Os deputados e senadores não admitem
oficialmente a irritação, mas nos bastidores disparam contra Dilma e o
ex-presidente Lula. A principal crítica é o que chamam de “traição
petista” diante das alianças com os seus principais adversários nas
eleições estaduais, das quais saíram derrotados.

Descontentes, reforçam a ameaça de
rebelião para pressionar o governo a dialogar mais e ampliar o espaço de suas
legendas na mudança ministerial. Outra demanda é a ampliação de verbas do
Orçamento para seus redutos políticos.

É o caso de Eunício Oliveira (CE),
líder do PMDB no Senado, que não engoliu o apoio de Dilma ao candidato que
acabou vencedor ao governo do Ceará, Camilo Santana (PT). A irritação começou
quando o Palácio do Planalto patrocinou a candidatura do petista por ser aliado
do governador Cid Gomes (Pros), desafeto de Eunício. Por meses, o Planalto
pressionou o peemedebista a sair do páreo, mas Eunício foi em frente e se aliou
ao PSDB no Estado, que elegeu Tasso Jereissati (PSDB-CE) ao Senado.

Eunício, porém, sustenta que se
manteve fiel ao apoio a Dilma, sem declarar voto em Aécio Neves (PSDB),
adversário da presidente. “O governo vai ter que dialogar mais.
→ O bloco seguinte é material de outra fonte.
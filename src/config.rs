//! Runtime configuration: endpoint base URLs, retry count, API key and the
//! bookmark file location.
//!
//! Defaults cover the public TTC endpoints. An optional JSON file overrides
//! any subset of fields:
//! ```json
//! {
//!   "retries": 2,
//!   "bookmarks_path": "/home/me/.config/ttc_eta/bookmarks.json",
//!   "endpoints": { "basic": "https://www.ttc.ca/ttcapi" }
//! }
//! ```
//! and `TTC_API_KEY` takes precedence over the file's `api_key`.

use anyhow::{Context, Result};
use serde::Deserialize;

#[derive(Debug, Clone, Deserialize)]
#[serde(default)]
pub struct Endpoints {
    /// Legacy XML-to-JSON feed, `publicJSONFeed`.
    pub legacy: String,
    pub agency: String,
    /// Basic REST API root.
    pub basic: String,
    /// Subway next-train API root.
    pub subway: String,
    pub gtfs_alerts: String,
    pub gtfs_trip_updates: String,
    /// Directory of per-date subway closure files.
    pub subway_closures: String,
    /// Bluesky AppView serving public author feeds.
    pub bluesky: String,
    /// Account whose posts are the TTC service alerts.
    pub bluesky_actor: String,
    /// Bustime v3 API root. Requests need the configured API key.
    pub bustime: String,
}

impl Default for Endpoints {
    fn default() -> Self {
        Self {
            legacy: "https://webservices.umoiq.com/service/publicJSONFeed".to_string(),
            agency: "ttc".to_string(),
            basic: "https://www.ttc.ca/ttcapi".to_string(),
            subway: "https://ntas.ttc.ca/api/ntas".to_string(),
            gtfs_alerts: "https://gtfsrt.ttc.ca/alerts/all?format=binary".to_string(),
            gtfs_trip_updates: "https://bustime.ttc.ca/gtfsrt/trips".to_string(),
            subway_closures: "https://thomassth.github.io/to-bus-stations/data/ttc/subway-closures"
                .to_string(),
            bluesky: "https://public.api.bsky.app".to_string(),
            bluesky_actor: "did:plc:jp63azhhbjm7hzse6bx6oq43".to_string(),
            bustime: "https://bustime.ttc.ca/bustime/api/v3".to_string(),
        }
    }
}

impl Endpoints {
    pub fn stop_predictions(&self, stop_id: u32) -> String {
        format!(
            "{}?command=predictions&a={}&stopId={}",
            self.legacy, self.agency, stop_id
        )
    }

    pub fn line_stop_predictions(&self, line: u32, stop_tag: &str) -> String {
        format!(
            "{}?command=predictions&a={}&r={}&s={}",
            self.legacy, self.agency, line, stop_tag
        )
    }

    pub fn route_config(&self, line: u32) -> String {
        format!("{}?command=routeConfig&a={}&r={}", self.legacy, self.agency, line)
    }

    pub fn route_list(&self) -> String {
        format!("{}?command=routeList&a={}", self.legacy, self.agency)
    }

    pub fn vehicle_location(&self, vehicle: u32) -> String {
        format!(
            "{}?command=vehicleLocation&a={}&v={}",
            self.legacy, self.agency, vehicle
        )
    }

    pub fn basic_next_buses(&self, line: u32, stop: u32) -> String {
        format!(
            "{}/routedetail/GetNextBuses?routeId={}&stopCode={}",
            self.basic, line, stop
        )
    }

    pub fn basic_route_list(&self) -> String {
        format!("{}/routedetail/listroutes", self.basic)
    }

    pub fn basic_route(&self, line: u32) -> String {
        format!("{}/routedetail/get?id={}", self.basic, line)
    }

    pub fn subway_next_trains(&self, stop: u32) -> String {
        format!("{}/get-next-train-time/{}", self.subway, stop)
    }

    pub fn subway_closures_on(&self, date: chrono::NaiveDate) -> String {
        format!("{}/{}.json", self.subway_closures, date.format("%Y-%m-%d"))
    }

    pub fn subway_closures_last_updated(&self) -> String {
        format!("{}/lastupdated", self.subway_closures)
    }

    pub fn bluesky_author_feed(&self, limit: u32) -> String {
        format!(
            "{}/xrpc/app.bsky.feed.getAuthorFeed?actor={}&limit={}",
            self.bluesky, self.bluesky_actor, limit
        )
    }

    /// Vehicles on one route; used as a reachability check.
    pub fn bustime_vehicles(&self, route: u32) -> String {
        format!(
            "{}/getvehicles?requestType=getvehicles&rt={}&format=json",
            self.bustime, route
        )
    }
}

#[derive(Debug, Clone, Deserialize)]
#[serde(default)]
pub struct Config {
    pub endpoints: Endpoints,
    /// Extra attempts after a transient failure.
    pub retries: u32,
    pub request_timeout_secs: u64,
    pub connect_timeout_secs: u64,
    pub api_key: Option<String>,
    /// Query parameter the API key is sent as.
    pub api_key_param: String,
    pub bookmarks_path: String,
}

impl Default for Config {
    fn default() -> Self {
        Self {
            endpoints: Endpoints::default(),
            retries: 1,
            request_timeout_secs: 30,
            connect_timeout_secs: 10,
            api_key: None,
            api_key_param: "key".to_string(),
            bookmarks_path: "bookmarks.json".to_string(),
        }
    }
}

impl Config {
    /// Loads the config from a JSON file at `path`.
    pub fn load(path: &str) -> Result<Self> {
        let content =
            std::fs::read_to_string(path).with_context(|| format!("reading config {path}"))?;
        let config = serde_json::from_str(&content).with_context(|| format!("parsing config {path}"))?;
        Ok(config)
    }

    /// File from `TTC_ETA_CONFIG` if set, defaults otherwise, then
    /// environment overrides.
    pub fn from_env() -> Result<Self> {
        let mut config = match std::env::var("TTC_ETA_CONFIG") {
            Ok(path) => Self::load(&path)?,
            Err(_) => Self::default(),
        };
        if let Ok(key) = std::env::var("TTC_API_KEY") {
            config.api_key = Some(key).filter(|k| !k.is_empty());
        }
        if let Ok(path) = std::env::var("TTC_ETA_BOOKMARKS") {
            config.bookmarks_path = path;
        }
        Ok(config)
    }
}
Não tem
como sair sem atrito de um processo político complexo”, afirmou.

MUITOS PALANQUES
O excesso de aliados também irritou o
petista Lindbergh Farias, que dividiu o apoio da presidente Dilma com os
adversários Marcelo Crivella (PRB), Luiz Fernando Pezão (PMDB) e Anthony
Garotinho (PR) na disputa pelo Palácio das Laranjeiras, no Rio de Janeiro.
 
Antes do início da campanha, o PT
tentou forçar um recuo de Lindbergh, mas o petista manteve o seu nome e
acabou em quarto lugar no primeiro turno.
O grupo de insatisfeitos também
inclui o senador Lobão Filho (PMDB), derrotado ao governo do Maranhão.
Como os petistas são aliados do PC do B de Flávio Dino –que derrotou o
peemedebista e foi eleito governador–, Lobão Filho atribui parte de sua
derrota à falta de empenho da presidente.
 
“Essas mágoas existem. Todos têm as
suas. A presidente não gravou para mim, não veio aqui. Faz parte do jogo,
eu pessoalmente não fiquei magoado com ela. Mas é preciso que o governo dê
valor ao seu Congresso para que ela possa governar”, afirmou.
 
Alguns aliados deram o tom do
comportamento dos “magoados” já na primeira semana de atividade do
Congresso depois das eleições, como o presidente da Câmara, Henrique
Eduardo Alves (PMDB-RN).
Sob seu comando, os deputados
derrubaram o decreto presidencial que vinculava decisões governamentais de
interesse social à opinião de conselhos e outras formas de participação
popular.
 
Derrotado na disputa pelo governo do
Rio Grande do Norte, Alves disse que já “deletou” o apoio que o
ex-presidente Lula deu a seu adversário, mas não esconde de interlocutores
a insatisfação.
 
O PMDB também lançou Eduardo Cunha (RJ), desafeto
do PT, como candidato para comandar a Câmara dos Deputados. A ala mais
rebelde da sigla não descarta, no Senado, lançar como candidato à
Presidência da Casa um nome menos alinhado com o Planalto –embora nos
bastidores o senador Renan Calheiros (PMDB-AL) trabalhe por sua reeleição.